Gather the lines below that include the string "than", copying each in full.

[DATA IN THIS EXERCISE Boundary: Start]

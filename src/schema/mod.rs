// Licensed to the Apache Software Foundation (ASF) under one
// or more contributor license agreements.  See the NOTICE file
// distributed with this work for additional information
// regarding copyright ownership.  The ASF licenses this file
// to you under the Apache License, Version 2.0 (the
// "License"); you may not use this file except in compliance
// with the License.  You may obtain a copy of the License at
//
//   http://www.apache.org/licenses/LICENSE-2.0
//
// Unless required by applicable law or agreed to in writing,
// software distributed under the License is distributed on an
// "AS IS" BASIS, WITHOUT WARRANTIES OR CONDITIONS OF ANY
// KIND, either express or implied.  See the License for the
// specific language governing permissions and limitations
// under the License.

//! Parquet schema definitions and methods to build the schema tree from the
//! flat schema list of the file metadata.

pub mod types;
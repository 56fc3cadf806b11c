// Licensed to the Apache Software Foundation (ASF) under one
// or more contributor license agreements.  See the NOTICE file
// distributed with this work for additional information
// regarding copyright ownership.  The ASF licenses this file
// to you under the Apache License, Version 2.0 (the
// "License"); you may not use this file except in compliance
// with the License.  You may obtain a copy of the License at
//
//   http://www.apache.org/licenses/LICENSE-2.0
//
// Unless required by applicable law or agreed to in writing,
// software distributed under the License is distributed on an
// "AS IS" BASIS, WITHOUT WARRANTIES OR CONDITIONS OF ANY
// KIND, either express or implied.  See the License for the
// specific language governing permissions and limitations
// under the License.

//! Common Parquet errors and macros.

use std::error::Error;
use std::{io, result, str, string};

use crate::basic::{Compression, ConvertedType, Encoding};

/// Parquet error enumeration.
///
/// Every error is fatal to the read that produced it; the reader performs no
/// retries. Transport errors raised by a byte source pass through unchanged
/// in the [`ParquetError::External`] variant.
#[derive(Debug)]
pub enum ParquetError {
    /// General Parquet error.
    /// Returned when code violates normal workflow of working with Parquet files.
    General(String),
    /// "Not yet implemented" Parquet error.
    /// Returned when functionality is not yet available.
    NYI(String),
    /// "End of file" Parquet error.
    /// Returned when a decode would read past the end of a buffer, e.g. when
    /// there are not enough bytes to decode.
    EOF(String),
    /// The leading or trailing "PAR1" file magic was not found.
    InvalidMagic,
    /// The footer declared a metadata length of zero, or one that does not fit
    /// in the file.
    InvalidMetadataLength {
        /// Metadata length read from the footer
        metadata_len: u64,
        /// Total length of the file
        file_size: u64,
    },
    /// Malformed Thrift compact protocol input: unknown wire type, oversized
    /// varint, or bad field structure.
    Thrift(String),
    /// Page or level data uses an encoding this reader does not decode.
    UnsupportedEncoding(Encoding),
    /// The converted type has no supported logical representation (BSON,
    /// INTERVAL).
    UnsupportedConvertedType(ConvertedType),
    /// A column chunk references a codec with no entry in the codec registry.
    DecompressorMissing(Compression),
    /// A codec produced a different number of bytes than the page header
    /// declared.
    DecompressionSizeMismatch {
        /// `uncompressed_page_size` declared by the page header
        expected: usize,
        /// Bytes actually produced by the codec
        actual: usize,
    },
    /// A DATA_PAGE_V2 level section decoded to fewer values than its declared
    /// byte length should hold.
    LevelsByteLengthMismatch {
        /// Level count the page header requires
        expected: usize,
        /// Levels actually decoded from the section
        actual: usize,
    },
    /// An internal invariant was violated, e.g. record-assembly stack
    /// underflow or a bit-pack offset past the end of a run.
    Internal(String),
    /// An external error variant, wrapping I/O and codec failures unchanged.
    External(Box<dyn Error + Send + Sync>),
}

impl std::fmt::Display for ParquetError {
    fn fmt(&self, fmt: &mut std::fmt::Formatter) -> std::fmt::Result {
        match &self {
            ParquetError::General(message) => write!(fmt, "Parquet error: {message}"),
            ParquetError::NYI(message) => write!(fmt, "NYI: {message}"),
            ParquetError::EOF(message) => write!(fmt, "EOF: {message}"),
            ParquetError::InvalidMagic => write!(fmt, "Invalid Parquet file. Corrupt magic"),
            ParquetError::InvalidMetadataLength {
                metadata_len,
                file_size,
            } => write!(
                fmt,
                "Invalid Parquet file. Reported metadata length of {metadata_len} does not fit in {file_size} byte file"
            ),
            ParquetError::Thrift(message) => write!(fmt, "Thrift error: {message}"),
            ParquetError::UnsupportedEncoding(encoding) => {
                write!(fmt, "Unsupported encoding: {encoding}")
            }
            ParquetError::UnsupportedConvertedType(converted_type) => {
                write!(fmt, "Unsupported converted type: {converted_type}")
            }
            ParquetError::DecompressorMissing(codec) => {
                write!(fmt, "No decompressor registered for codec {codec}")
            }
            ParquetError::DecompressionSizeMismatch { expected, actual } => write!(
                fmt,
                "Actual decompressed size doesn't match the expected one ({actual} vs {expected})"
            ),
            ParquetError::LevelsByteLengthMismatch { expected, actual } => write!(
                fmt,
                "Level section too short: expected {expected} levels, decoded {actual}"
            ),
            ParquetError::Internal(message) => write!(fmt, "Internal error: {message}"),
            ParquetError::External(e) => write!(fmt, "External: {e}"),
        }
    }
}

impl Error for ParquetError {
    fn source(&self) -> Option<&(dyn Error + 'static)> {
        match self {
            ParquetError::External(e) => Some(e.as_ref()),
            _ => None,
        }
    }
}

impl From<io::Error> for ParquetError {
    fn from(e: io::Error) -> ParquetError {
        ParquetError::External(Box::new(e))
    }
}

impl From<str::Utf8Error> for ParquetError {
    fn from(e: str::Utf8Error) -> ParquetError {
        ParquetError::External(Box::new(e))
    }
}

impl From<string::FromUtf8Error> for ParquetError {
    fn from(e: string::FromUtf8Error) -> ParquetError {
        ParquetError::External(Box::new(e))
    }
}

#[cfg(feature = "snap")]
impl From<snap::Error> for ParquetError {
    fn from(e: snap::Error) -> ParquetError {
        ParquetError::External(Box::new(e))
    }
}

/// A specialized `Result` for Parquet errors.
pub type Result<T, E = ParquetError> = result::Result<T, E>;

// ----------------------------------------------------------------------
// Conversion from `ParquetError` to other types of `Error`s

impl From<ParquetError> for io::Error {
    fn from(e: ParquetError) -> Self {
        io::Error::other(e)
    }
}

// ----------------------------------------------------------------------
// Convenient macros for different errors

macro_rules! general_err {
    ($fmt:expr) => (ParquetError::General($fmt.to_owned()));
    ($fmt:expr, $($args:expr),*) => (ParquetError::General(format!($fmt, $($args),*)));
}

macro_rules! nyi_err {
    ($fmt:expr) => (ParquetError::NYI($fmt.to_owned()));
    ($fmt:expr, $($args:expr),*) => (ParquetError::NYI(format!($fmt, $($args),*)));
}

macro_rules! eof_err {
    ($fmt:expr) => (ParquetError::EOF($fmt.to_owned()));
    ($fmt:expr, $($args:expr),*) => (ParquetError::EOF(format!($fmt, $($args),*)));
}

macro_rules! thrift_err {
    ($fmt:expr) => (ParquetError::Thrift($fmt.to_owned()));
    ($fmt:expr, $($args:expr),*) => (ParquetError::Thrift(format!($fmt, $($args),*)));
}

macro_rules! internal_err {
    ($fmt:expr) => (ParquetError::Internal($fmt.to_owned()));
    ($fmt:expr, $($args:expr),*) => (ParquetError::Internal(format!($fmt, $($args),*)));
}
#[cfg(test)]
mod tests {
    use super::*;

    #[test]
    fn test_varint_single_and_multi_byte() {
        let mut prot = ThriftSliceReader::new(&[0x96, 0x01]);
        assert_eq!(prot.read_vlq().unwrap(), 150);
        let mut prot = ThriftSliceReader::new(&[0xac, 0x02]);
        assert_eq!(prot.read_vlq().unwrap(), 300);
        let mut prot = ThriftSliceReader::new(&[0x7f]);
        assert_eq!(prot.read_vlq().unwrap(), 127);
    }

    #[test]
    fn test_varint_u64_max_roundtrip() {
        // u64::MAX is ten groups: nine 0xff then 0x01
        let bytes = [0xff, 0xff, 0xff, 0xff, 0xff, 0xff, 0xff, 0xff, 0xff, 0x01];
        let mut prot = ThriftSliceReader::new(&bytes);
        assert_eq!(prot.read_vlq().unwrap(), u64::MAX);
    }

    #[test]
    fn test_varint_too_long() {
        let bytes = [0x80u8; 11];
        let mut prot = ThriftSliceReader::new(&bytes);
        assert!(matches!(prot.read_vlq(), Err(ParquetError::Thrift(_))));
    }

    #[test]
    fn test_zig_zag() {
        // 0 -> 0, -1 -> 1, 1 -> 2, -2 -> 3, 2 -> 4
        let mut prot = ThriftSliceReader::new(&[0x00, 0x01, 0x02, 0x03, 0x04]);
        assert_eq!(prot.read_zig_zag().unwrap(), 0);
        assert_eq!(prot.read_zig_zag().unwrap(), -1);
        assert_eq!(prot.read_zig_zag().unwrap(), 1);
        assert_eq!(prot.read_zig_zag().unwrap(), -2);
        assert_eq!(prot.read_zig_zag().unwrap(), 2);
    }

    #[test]
    fn test_zig_zag_extremes() {
        fn encode(n: i64) -> Vec<u8> {
            let mut v = ((n << 1) ^ (n >> 63)) as u64;
            let mut out = vec![];
            while v > 0x7f {
                out.push(v as u8 | 0x80);
                v >>= 7;
            }
            out.push(v as u8);
            out
        }
        for n in [i64::MIN, i64::MAX, -1, 0, 1, 300, -300] {
            let bytes = encode(n);
            let mut prot = ThriftSliceReader::new(&bytes);
            assert_eq!(prot.read_zig_zag().unwrap(), n, "value {n}");
        }
    }

    #[test]
    fn test_field_header_delta_and_absolute() {
        // delta 1, type I32 (5); then delta 0 with absolute id 100 (zigzag 200 = 0xc8 0x01)
        let mut prot = ThriftSliceReader::new(&[0x15, 0x05, 0xc8, 0x01]);
        let f = prot.read_field_begin(0).unwrap();
        assert_eq!(f.id, 1);
        assert_eq!(f.field_type, FieldType::I32);
        let f = prot.read_field_begin(f.id).unwrap();
        assert_eq!(f.id, 100);
    }

    #[test]
    fn test_boolean_field_value_in_type() {
        let mut prot = ThriftSliceReader::new(&[0x11, 0x12, 0x00]);
        let f = prot.read_field_begin(0).unwrap();
        assert_eq!(f.bool_val, Some(true));
        let f = prot.read_field_begin(f.id).unwrap();
        assert_eq!(f.id, 2);
        assert_eq!(f.bool_val, Some(false));
        let f = prot.read_field_begin(f.id).unwrap();
        assert_eq!(f.field_type, FieldType::Stop);
    }

    #[test]
    fn test_list_header_short_and_long() {
        // 3 elements of type I32
        let mut prot = ThriftSliceReader::new(&[0x35]);
        let l = prot.read_list_begin().unwrap();
        assert_eq!(l.size, 3);
        assert_eq!(l.element_type, FieldType::I32);

        // 20 elements of type Binary: sentinel nibble 15 then varint 20
        let mut prot = ThriftSliceReader::new(&[0xf8, 0x14]);
        let l = prot.read_list_begin().unwrap();
        assert_eq!(l.size, 20);
        assert_eq!(l.element_type, FieldType::Binary);
    }

    #[test]
    fn test_empty_list_element_type_zero() {
        let mut prot = ThriftSliceReader::new(&[0x00]);
        let l = prot.read_list_begin().unwrap();
        assert_eq!(l.size, 0);
    }

    #[test]
    fn test_skip_struct() {
        // struct { 1: i32 = 300; 2: binary "ab" } then a trailing byte
        let data = [0x15, 0xd8, 0x04, 0x18, 0x02, b'a', b'b', 0x00, 0xee];
        let mut prot = ThriftSliceReader::new(&data);
        prot.skip(FieldType::Struct).unwrap();
        assert_eq!(prot.as_slice(), &[0xee]);
    }

    #[test]
    fn test_double_le() {
        let bytes = (-2.5f64).to_le_bytes();
        let mut prot = ThriftSliceReader::new(&bytes);
        assert_eq!(prot.read_double().unwrap(), -2.5);
    }

    #[test]
    fn test_uuid_renders_lowercase_hex() {
        let bytes: [u8; 16] = [
            0x00, 0x11, 0x22, 0x33, 0x44, 0x55, 0x66, 0x77, 0x88, 0x99, 0xaa, 0xbb, 0xcc, 0xdd,
            0xee, 0xff,
        ];
        let mut prot = ThriftSliceReader::new(&bytes);
        assert_eq!(
            prot.read_uuid().unwrap(),
            "00112233445566778899aabbccddeeff"
        );
    }

    #[test]
    fn test_unknown_wire_type() {
        let mut prot = ThriftSliceReader::new(&[0x1e]);
        assert!(matches!(
            prot.read_field_begin(0),
            Err(ParquetError::Thrift(_))
        ));
    }

    #[test]
    fn test_truncated_input() {
        let mut prot = ThriftSliceReader::new(&[0x18, 0x05, b'a']);
        let f = prot.read_field_begin(0).unwrap();
        assert_eq!(f.field_type, FieldType::Binary);
        assert!(matches!(prot.read_bytes(), Err(ParquetError::EOF(_))));
    }
}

[DATA IN THIS EXERCISE Boundary: End]

- ANSWER TO THE EXERCISE:
    /// A codec produced a different number of bytes than the page header
    /// A DATA_PAGE_V2 level section decoded to fewer values than its declared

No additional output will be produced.